Abstract

The urogenital tract and lower urinary tract are sensitive to the effects of estrogen and progesterone throughout adult life. Epidemiologic studies have implicated estrogen deficiency in the etiology of lower urinary tract symptoms that occur after menopause. Although the role of estrogen replacement therapy in the management of postmenopausal urinary incontinence (UI) remains controversial, its use in the treatment of women with urogenital atrophy is now well established. This review summarizes recent evidence of the urogenital effects of hormone therapy, particularly emphasizing management of postmenopausal UI and recurrent lower urinary tract infections.

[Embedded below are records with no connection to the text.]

//--------------------------------------------------------------------------------------------------
// MODULE OVERVIEW
//--------------------------------------------------------------------------------------------------
// This module defines the core data types used throughout the matching engine:
// order sides, order kinds, the resting order record, and the price comparison
// helpers that implement the engine's tolerance rule.
//
// | Section            | Description                                                      |
// |--------------------|------------------------------------------------------------------|
// | ENUMS              | Discrete sets of values (Side, OrderKind).                       |
// | STRUCTS            | The resting Order record.                                        |
// | PRICE COMPARISON   | Tolerance constant and crossing predicates.                      |
// | TESTS              | Unit tests for the defined types.                                |
//--------------------------------------------------------------------------------------------------

use std::fmt;

use rust_decimal::Decimal;
use rust_decimal_macros::dec;
use serde::{Deserialize, Serialize};

/// Caller-assigned order identifier, unique across the engine's lifetime.
pub type OrderId = u32;

/// Order quantity in whole units.
pub type Quantity = u32;

/// Two prices within this distance of each other are considered equal;
/// the order id decides between them.
pub const PRICE_TOLERANCE: Decimal = dec!(0.00000001);

//--------------------------------------------------------------------------------------------------
//  ENUMS
//--------------------------------------------------------------------------------------------------

/// Represents the side of an order (Buy or Sell).
#[derive(Debug, Clone, Copy, PartialEq, Eq, Hash, Serialize, Deserialize)]
pub enum Side {
    /// A buy order.
    Buy,
    /// A sell order.
    Sell,
}

impl Side {
    /// Returns the side an incoming order of this side matches against.
    #[inline]
    pub fn opposite(self) -> Side {
        match self {
            Side::Buy => Side::Sell,
            Side::Sell => Side::Buy,
        }
    }
}

impl fmt::Display for Side {
    fn fmt(&self, f: &mut fmt::Formatter<'_>) -> fmt::Result {
        match self {
            Side::Buy => write!(f, "BUY"),
            Side::Sell => write!(f, "SELL"),
        }
    }
}

/// Represents the kind of a resting order, influencing its matching
/// behaviour. A stop loss never rests as its own kind: a triggered stop
/// becomes a Market order and an untriggered one rests as a Limit order at
/// its stop price.
#[derive(Debug, Clone, Copy, PartialEq, Eq, Hash, Serialize, Deserialize)]
pub enum OrderKind {
    /// Executes at a specific price or better.
    Limit,
    /// Executes against whatever the opposite side offers; the price field
    /// records the best opposite quote at acceptance time.
    Market,
}

//--------------------------------------------------------------------------------------------------
//  STRUCTS
//--------------------------------------------------------------------------------------------------

/// A resting order held in the book.
///
/// The record is created when an intent is accepted, mutated only while the
/// matcher consumes it, and destroyed when its remaining quantity reaches
/// zero or it is cancelled.
#[derive(Debug, Clone, PartialEq, Serialize, Deserialize)]
pub struct Order {
    /// Caller-assigned identifier.
    pub order_id: OrderId,
    /// Side of the order.
    pub side: Side,
    /// Remaining quantity; strictly positive while the order rests.
    pub remaining_quantity: Quantity,
    /// Limit price for Limit orders, reference price for Market orders,
    /// stop price for an untriggered StopLoss.
    pub price: Decimal,
    /// Kind of the order.
    pub kind: OrderKind,
}

impl Order {
    /// Creates a limit order record.
    pub fn limit(order_id: OrderId, side: Side, quantity: Quantity, price: Decimal) -> Self {
        Self {
            order_id,
            side,
            remaining_quantity: quantity,
            price,
            kind: OrderKind::Limit,
        }
    }

    /// Creates a market order record carrying the best opposite quote at
    /// acceptance time as its informational price.
    pub fn market(
        order_id: OrderId,
        side: Side,
        quantity: Quantity,
        reference_price: Decimal,
    ) -> Self {
        Self {
            order_id,
            side,
            remaining_quantity: quantity,
            price: reference_price,
            kind: OrderKind::Market,
        }
    }
}

impl fmt::Display for Order {
    fn fmt(&self, f: &mut fmt::Formatter<'_>) -> fmt::Result {
        write!(
            f,
            "#{} {} {} @ {} ({:?})",
            self.order_id, self.side, self.remaining_quantity, self.price, self.kind
        )
    }
}

//--------------------------------------------------------------------------------------------------
//  PRICE COMPARISON
//--------------------------------------------------------------------------------------------------

/// Returns true when the two prices are equal within [`PRICE_TOLERANCE`].
#[inline]
pub fn prices_equal(a: Decimal, b: Decimal) -> bool {
    (a - b).abs() <= PRICE_TOLERANCE
}

/// Returns true when a taker at `taker_price` can consume a maker resting at
/// `maker_price`. Equal prices (within tolerance) cross.
#[inline]
pub fn prices_cross(taker_side: Side, taker_price: Decimal, maker_price: Decimal) -> bool {
    if prices_equal(taker_price, maker_price) {
        return true;
    }
    match taker_side {
        Side::Buy => maker_price < taker_price,
        Side::Sell => maker_price > taker_price,
    }
}

//--------------------------------------------------------------------------------------------------
//  TESTS
//--------------------------------------------------------------------------------------------------
use dotenv::dotenv;
use std::env;
use std::path::PathBuf;

const INPUT_FILE: &str = "INPUT_FILE";
const APP_ID: &str = "APP_ID";
const BOOK_DUMP: &str = "BOOK_DUMP";

/// Runtime configuration, read from the environment (`.env` aware).
/// Command-line flags take precedence over these values.
#[derive(Clone, Debug)]
pub struct Config {
    /// Optional input file to process instead of the built-in fixture.
    pub input_file: Option<PathBuf>,
    /// Application identifier used in log output.
    pub app_id: String,
    /// Whether the driver prints the final order book.
    pub book_dump: bool,
}

impl Config {
    pub fn from_env() -> Config {
        match Self::try_from_env() {
            Ok(config) => config,
            Err(err) => panic!("{}", err),
        }
    }

    pub fn try_from_env() -> Result<Config, String> {
        // Load .env file
        dotenv().ok();

        let input_file = env::var(INPUT_FILE).ok().map(PathBuf::from);

        let app_id = env::var(APP_ID).unwrap_or_else(|_| "matchbook".to_string());

        let book_dump = match env::var(BOOK_DUMP) {
            Ok(value) => match value.trim() {
                "1" | "true" | "TRUE" => true,
                "0" | "false" | "FALSE" => false,
                other => {
                    return Err(format!(
                        "failed to parse environment variable {}: {:?}",
                        BOOK_DUMP, other
                    ))
                }
            },
            Err(_) => false,
        };

        Ok(Config {
            input_file,
            app_id,
            book_dump,
        })
    }
}

impl Default for Config {
    fn default() -> Config {
        Config {
            input_file: None,
            app_id: "matchbook".to_string(),
            book_dump: false,
        }
    }
}
//! Generate command handler

use super::load_generator_config;
use crate::commands::GenerateArgs;
use crate::error::CliResult;
use crate::output::Reporter;
use rulewire::generator::PipelineGenerator;
use rulewire::registry::RegistryFile;
use std::fs::File;
use std::io::{self, BufWriter};

/// Execute the generate command
pub fn execute_generate(reporter: &Reporter, args: &GenerateArgs) -> CliResult<()> {
    let config = load_generator_config(args.config.as_deref())?;
    let registry = RegistryFile::load(&args.registry)?;
    tracing::debug!(
        registry = %args.registry.display(),
        output = ?args.output,
        manifest = args.manifest,
        "running generate"
    );
    let generator = PipelineGenerator::new(config);

    match &args.output {
        Some(path) if args.manifest => {
            let metadata =
                generator.write_with_manifest(&registry, path, &regenerate_command(args))?;
            reporter.success(&format!(
                "Wrote {} (registry {})",
                path.display(),
                short_hash(&metadata.input_hash)
            ));
        }
        Some(path) => {
            let mut sink = BufWriter::new(File::create(path)?);
            let bytes = generator.write(&registry, &mut sink)?;
            reporter.success(&format!("Wrote {} ({bytes} bytes)", path.display()));
        }
        None => {
            let stdout = io::stdout();
            let mut sink = stdout.lock();
            generator.write(&registry, &mut sink)?;
        }
    }
    Ok(())
}

/// Command line that reproduces this run, recorded in the manifest.
#[must_use]
pub fn regenerate_command(args: &GenerateArgs) -> String {
    let mut cmd = format!("rulewire generate --registry {}", args.registry.display());
    if let Some(config) = &args.config {
        cmd.push_str(&format!(" --config {}", config.display()));
    }
    if let Some(output) = &args.output {
        cmd.push_str(&format!(" --output {}", output.display()));
    }
    if args.manifest {
        cmd.push_str(" --manifest");
    }
    cmd
}

fn short_hash(hash: &str) -> &str {
    hash.get(..12).unwrap_or(hash)
}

Estrogen therapy alone has little effect in the management of urodynamic stress UI, although in combination with an α-adrenergic agonist, it may improve urinary leakage. Estrogen therapy may be of benefit for the irritative symptoms of urinary urgency, frequency, and urge UI, although this effect may result from reversal of urogenital atrophy rather than a direct action on the lower urinary tract. The role of estrogen replacement therapy in the treatment of women with recurrent lower urinary tract infections remains to be determined, although there is now some evidence that vaginal administration may be efficacious. Low-dose, vaginally administered estrogens have a role in the treatment of urogenital atrophy in postmenopausal women and appear to be as effective as systemic preparations.